Last week, business and political leaders gathered in London for an event titled Jordan: Growth and Opportunity. The aim of this conference was to help chart a path into a prosperous future for a historic and strategically important nation that has been struggling with debt, unemployment and an intractable refugee crisis. To alleviate its situation, the kingdom took a $723 million loan from the International Monetary Fund in 2016. Since then, Jordan has done its best to meet the IMF's recommendations, implementing unpopular austerity policies that led to demonstrations on its streets last year.
Fortunately, it appears that these difficult steps are getting the country somewhere. Last year, the UAE, Saudi Arabia and Kuwait signed over $2.5bn to stabilise the economy. At the conference, the UK underwrote a $250m loan from the World Bank and provided £25m for education. The European Investment Bank has also announced that it will open a new office in Amman, the nation's capital, to monitor $1bn in investment, which it plans to make in two years. Building a healthy economy is vital in ensuring that Jordan remains a safe and stable presence in a precarious region. Key to achieving this goal is listening to the needs of those most affected by economic problems – in this instance, young people.

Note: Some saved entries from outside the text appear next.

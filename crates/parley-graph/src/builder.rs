use std::path::Path;

use parley_types::{EdgeId, NodeId};
use tracing::{debug, error, info, warn};

use crate::error::{Endpoint, LoadError, LoadIssue, LoadReport};
use crate::graph::Graph;
use crate::node::NodeIndex;
use crate::tokenizer::{tag, tokenize, TokenLine};

/// A successfully loaded graph and whatever was skipped on the way
#[derive(Debug, Clone)]
pub struct Loaded {
    pub graph: Graph,
    pub report: LoadReport,
}

/// Builds a [`Graph`] from answer-graph records, one line at a time.
///
/// Malformed lines never abort the load: each one is recorded in the
/// [`LoadReport`] and skipped. Only a graph without any root fails.
#[derive(Debug, Default)]
pub struct GraphBuilder {
    graph: Graph,
    report: LoadReport,
    line: usize,
}

impl GraphBuilder {
    pub fn new() -> Self {
        Self::default()
    }

    /// Tokenize and apply the next line of the source
    pub fn push_line(&mut self, line: &str) -> &mut Self {
        let tokens = tokenize(line);
        self.push_tokens(&tokens)
    }

    /// Apply an already tokenized line
    pub fn push_tokens(&mut self, tokens: &TokenLine) -> &mut Self {
        self.line += 1;
        self.apply(tokens);
        self
    }

    /// Issues found so far
    pub fn report(&self) -> &LoadReport {
        &self.report
    }

    fn record(&mut self, issue: LoadIssue) {
        if issue.drops_record() {
            warn!("{}", issue);
        } else {
            debug!("{}", issue);
        }
        self.report.push(issue);
    }

    fn apply(&mut self, tokens: &TokenLine) {
        let line = self.line;

        // lines without a TYPE are comments or blank
        let Some(kind) = tokens.first(tag::TYPE) else {
            return;
        };

        let Some(raw_id) = tokens.first(tag::ID) else {
            self.record(LoadIssue::MissingId { line });
            return;
        };

        match kind.trim() {
            "NODE" => match raw_id.parse::<NodeId>() {
                Ok(id) => self.add_node(line, id, tokens),
                Err(source) => self.record(LoadIssue::InvalidId { line, source }),
            },
            "EDGE" => match raw_id.parse::<EdgeId>() {
                Ok(id) => self.add_edge(line, id, tokens),
                Err(source) => self.record(LoadIssue::InvalidId { line, source }),
            },
            other => self.record(LoadIssue::UnknownType {
                line,
                kind: other.to_string(),
            }),
        }
    }

    fn add_node(&mut self, line: usize, id: NodeId, tokens: &TokenLine) {
        let Some(index) = self.graph.insert_node(id) else {
            self.record(LoadIssue::DuplicateNode { line, id });
            return;
        };

        for answer in tokens.all(tag::ANSWER) {
            self.graph.add_answer(index, answer);
        }
        debug!(
            "Loaded {} with {} answers",
            id,
            self.graph.node(index).answers().len()
        );
    }

    fn add_edge(&mut self, line: usize, id: EdgeId, tokens: &TokenLine) {
        let parent = match self.resolve(line, id, Endpoint::Parent, tokens) {
            Ok(index) => index,
            Err(issue) => return self.record(issue),
        };
        let child = match self.resolve(line, id, Endpoint::Child, tokens) {
            Ok(index) => index,
            Err(issue) => return self.record(issue),
        };

        let edge = self
            .graph
            .connect(id, parent, child, tokens.all(tag::KEYWORD));
        debug!(
            "Loaded {} ({} -> {}) with {} keywords",
            id,
            self.graph.node(parent).id(),
            self.graph.node(child).id(),
            self.graph.edge(edge).keywords().len()
        );
    }

    fn resolve(
        &self,
        line: usize,
        id: EdgeId,
        endpoint: Endpoint,
        tokens: &TokenLine,
    ) -> Result<NodeIndex, LoadIssue> {
        let name = match endpoint {
            Endpoint::Parent => tag::PARENT,
            Endpoint::Child => tag::CHILD,
        };
        let raw = tokens
            .first(name)
            .ok_or(LoadIssue::MissingEndpoint { line, id, endpoint })?;
        let node = raw
            .parse::<NodeId>()
            .map_err(|source| LoadIssue::InvalidEndpoint {
                line,
                id,
                endpoint,
                source,
            })?;
        self.graph
            .find_node(node)
            .ok_or(LoadIssue::UnresolvedEndpoint {
                line,
                id,
                endpoint,
                node,
            })
    }

    /// Finish the load and pick the root.
    ///
    /// The root is the first node, in creation order, without incoming
    /// edges. Further candidates are reported as [`LoadIssue::MultipleRoots`].
    pub fn build(mut self) -> Result<Loaded, LoadError> {
        let candidates: Vec<NodeIndex> = self.graph.root_candidates().collect();

        let Some((&root, others)) = candidates.split_first() else {
            error!(
                "No root node found among {} nodes",
                self.graph.node_count()
            );
            return Err(LoadError::NoRoot {
                report: self.report,
            });
        };

        if !others.is_empty() {
            let issue = LoadIssue::MultipleRoots {
                candidates: candidates
                    .iter()
                    .map(|&index| self.graph.node(index).id())
                    .collect(),
                chosen: self.graph.node(root).id(),
            };
            warn!("{}", issue);
            self.report.push(issue);
        }

        self.graph.set_root(root);
        info!(
            nodes = self.graph.node_count(),
            edges = self.graph.edge_count(),
            issues = self.report.len(),
            "Answer graph loaded, root is {}",
            self.graph.node(root).id()
        );

        Ok(Loaded {
            graph: self.graph,
            report: self.report,
        })
    }
}

/// Build a graph from the full text of an answer-graph description
pub fn load_graph(text: &str) -> Result<Loaded, LoadError> {
    let mut builder = GraphBuilder::new();
    for line in text.lines() {
        builder.push_line(line);
    }
    builder.build()
}

/// Read and build a graph from a file on disk
pub fn load_graph_from_file(path: impl AsRef<Path>) -> Result<Loaded, LoadError> {
    let path = path.as_ref();
    let text = std::fs::read_to_string(path).map_err(|source| LoadError::Io {
        path: path.to_path_buf(),
        source,
    })?;
    info!("Loading answer graph from {}", path.display());
    load_graph(&text)
}

#[cfg(test)]
mod tests {
    use super::*;

    #[test]
    fn test_root_is_node_without_parents() {
        let loaded = load_graph(
            "<TYPE:NODE><ID:1><ANSWER:Hello>\n\
             <TYPE:NODE><ID:2><ANSWER:Bye>\n\
             <TYPE:EDGE><ID:1><PARENT:1><CHILD:2><KEYWORD:bye>",
        )
        .unwrap();

        let root = loaded.graph.root().unwrap();
        assert_eq!(loaded.graph.node(root).id(), NodeId(1));
        assert!(loaded.report.is_empty());
    }

    #[test]
    fn test_missing_id_is_reported_and_skipped() {
        let loaded = load_graph(
            "<TYPE:NODE><ID:1>\n\
             <TYPE:NODE><ANSWER:orphan>",
        )
        .unwrap();

        assert_eq!(loaded.graph.node_count(), 1);
        assert_eq!(loaded.report.issues(), &[LoadIssue::MissingId { line: 2 }]);
    }

    #[test]
    fn test_non_integer_id_is_reported() {
        let loaded = load_graph(
            "<TYPE:NODE><ID:1>\n\
             <TYPE:NODE><ID:two>",
        )
        .unwrap();

        assert_eq!(loaded.graph.node_count(), 1);
        assert!(matches!(
            loaded.report.issues(),
            [LoadIssue::InvalidId { line: 2, .. }]
        ));
    }

    #[test]
    fn test_lines_without_type_are_ignored() {
        let loaded = load_graph(
            "# answer graph\n\
             \n\
             <ID:4><ANSWER:no type here>\n\
             <TYPE:NODE><ID:1>",
        )
        .unwrap();

        assert_eq!(loaded.graph.node_count(), 1);
        assert!(loaded.report.is_empty());
    }

    #[test]
    fn test_nested_marker_is_not_a_record() {
        let loaded = load_graph(
            "<TYPE:NODE><ID:1>\n\
             <a <TYPE:NODE><ID:2><ANSWER:smuggled>",
        )
        .unwrap();

        assert_eq!(loaded.graph.node_count(), 1);
        assert!(loaded.graph.find_node(NodeId(2)).is_none());
        assert!(loaded.report.is_empty());
    }

    #[test]
    fn test_unknown_type_is_reported() {
        let loaded = load_graph(
            "<TYPE:NODE><ID:1>\n\
             <TYPE:IMAGE><ID:2>",
        )
        .unwrap();

        assert_eq!(
            loaded.report.issues(),
            &[LoadIssue::UnknownType {
                line: 2,
                kind: "IMAGE".to_string()
            }]
        );
    }

    #[test]
    fn test_first_node_definition_wins() {
        let loaded = load_graph(
            "<TYPE:NODE><ID:1><ANSWER:first>\n\
             <TYPE:NODE><ID:1><ANSWER:second><ANSWER:third>",
        )
        .unwrap();

        let root = loaded.graph.root().unwrap();
        assert_eq!(loaded.graph.node(root).answers(), &["first".to_string()]);
        assert_eq!(
            loaded.report.issues(),
            &[LoadIssue::DuplicateNode {
                line: 2,
                id: NodeId(1)
            }]
        );
        assert!(loaded.report.dropped_lines().is_empty());
    }

    #[test]
    fn test_edge_to_unknown_parent_is_dropped() {
        let loaded = load_graph(
            "<TYPE:NODE><ID:1>\n\
             <TYPE:NODE><ID:2>\n\
             <TYPE:EDGE><ID:1><PARENT:1><CHILD:2><KEYWORD:go>\n\
             <TYPE:EDGE><ID:2><PARENT:99><CHILD:2><KEYWORD:lost>",
        )
        .unwrap();

        assert_eq!(loaded.graph.edge_count(), 1);
        assert_eq!(
            loaded.report.issues(),
            &[LoadIssue::UnresolvedEndpoint {
                line: 4,
                id: EdgeId(2),
                endpoint: Endpoint::Parent,
                node: NodeId(99),
            }]
        );
        assert_eq!(loaded.report.dropped_lines(), vec![4]);
    }

    #[test]
    fn test_edge_missing_child_is_dropped() {
        let loaded = load_graph(
            "<TYPE:NODE><ID:1>\n\
             <TYPE:EDGE><ID:7><PARENT:1><KEYWORD:x>",
        )
        .unwrap();

        assert_eq!(loaded.graph.edge_count(), 0);
        assert_eq!(
            loaded.report.issues(),
            &[LoadIssue::MissingEndpoint {
                line: 2,
                id: EdgeId(7),
                endpoint: Endpoint::Child,
            }]
        );
    }

    #[test]
    fn test_edge_before_its_nodes_is_dropped() {
        let loaded = load_graph(
            "<TYPE:EDGE><ID:1><PARENT:1><CHILD:2>\n\
             <TYPE:NODE><ID:1>\n\
             <TYPE:NODE><ID:2>",
        )
        .unwrap();

        assert_eq!(loaded.graph.edge_count(), 0);
        assert!(loaded.report.has_multiple_roots());
    }

    #[test]
    fn test_multiple_roots_choose_first_created() {
        let loaded = load_graph(
            "<TYPE:NODE><ID:8>\n\
             <TYPE:NODE><ID:3>",
        )
        .unwrap();

        let root = loaded.graph.root().unwrap();
        assert_eq!(loaded.graph.node(root).id(), NodeId(8));
        assert_eq!(
            loaded.report.issues(),
            &[LoadIssue::MultipleRoots {
                candidates: vec![NodeId(8), NodeId(3)],
                chosen: NodeId(8),
            }]
        );
    }

    #[test]
    fn test_no_root_fails_with_report() {
        let err = load_graph(
            "<TYPE:NODE><ID:1>\n\
             <TYPE:NODE><ID:2>\n\
             <TYPE:EDGE><ID:1><PARENT:1><CHILD:2>\n\
             <TYPE:EDGE><ID:2><PARENT:2><CHILD:1>\n\
             <TYPE:NODE>",
        )
        .unwrap_err();

        match err {
            LoadError::NoRoot { report } => {
                assert_eq!(report.issues(), &[LoadIssue::MissingId { line: 5 }]);
            }
            other => panic!("Expected NoRoot, got {other:?}"),
        }
    }

    #[test]
    fn test_empty_source_has_no_root() {
        assert!(matches!(load_graph(""), Err(LoadError::NoRoot { .. })));
    }

    #[test]
    fn test_push_tokens_counts_lines() {
        let mut builder = GraphBuilder::new();
        builder
            .push_line("<TYPE:NODE><ID:1>")
            .push_tokens(&tokenize("<TYPE:NODE>"));

        assert_eq!(builder.report().issues(), &[LoadIssue::MissingId { line: 2 }]);
    }
}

In 2018, 37 per cent of Jordanians aged between 20-24 were unemployed. But young Jordanians are not letting their voices go unheard. Youth delegates from the Crown Prince Foundation – headed by the Jordanian monarch King Abdullah’s son, Crown Prince Al Hussein bin Abdullah II – shared their concerns at the conference. Chief among them were the importance of a streamlined and efficient public transport system and the need for public money to be invested in the provinces and not just reserved for Amman. It is clear that Jordan still has some way to go before it achieves its goals, but if anyone can help drive change, it will be young people like these. After all, King Abdullah doesn’t call them Jordan’s “powerhouse” for nothing.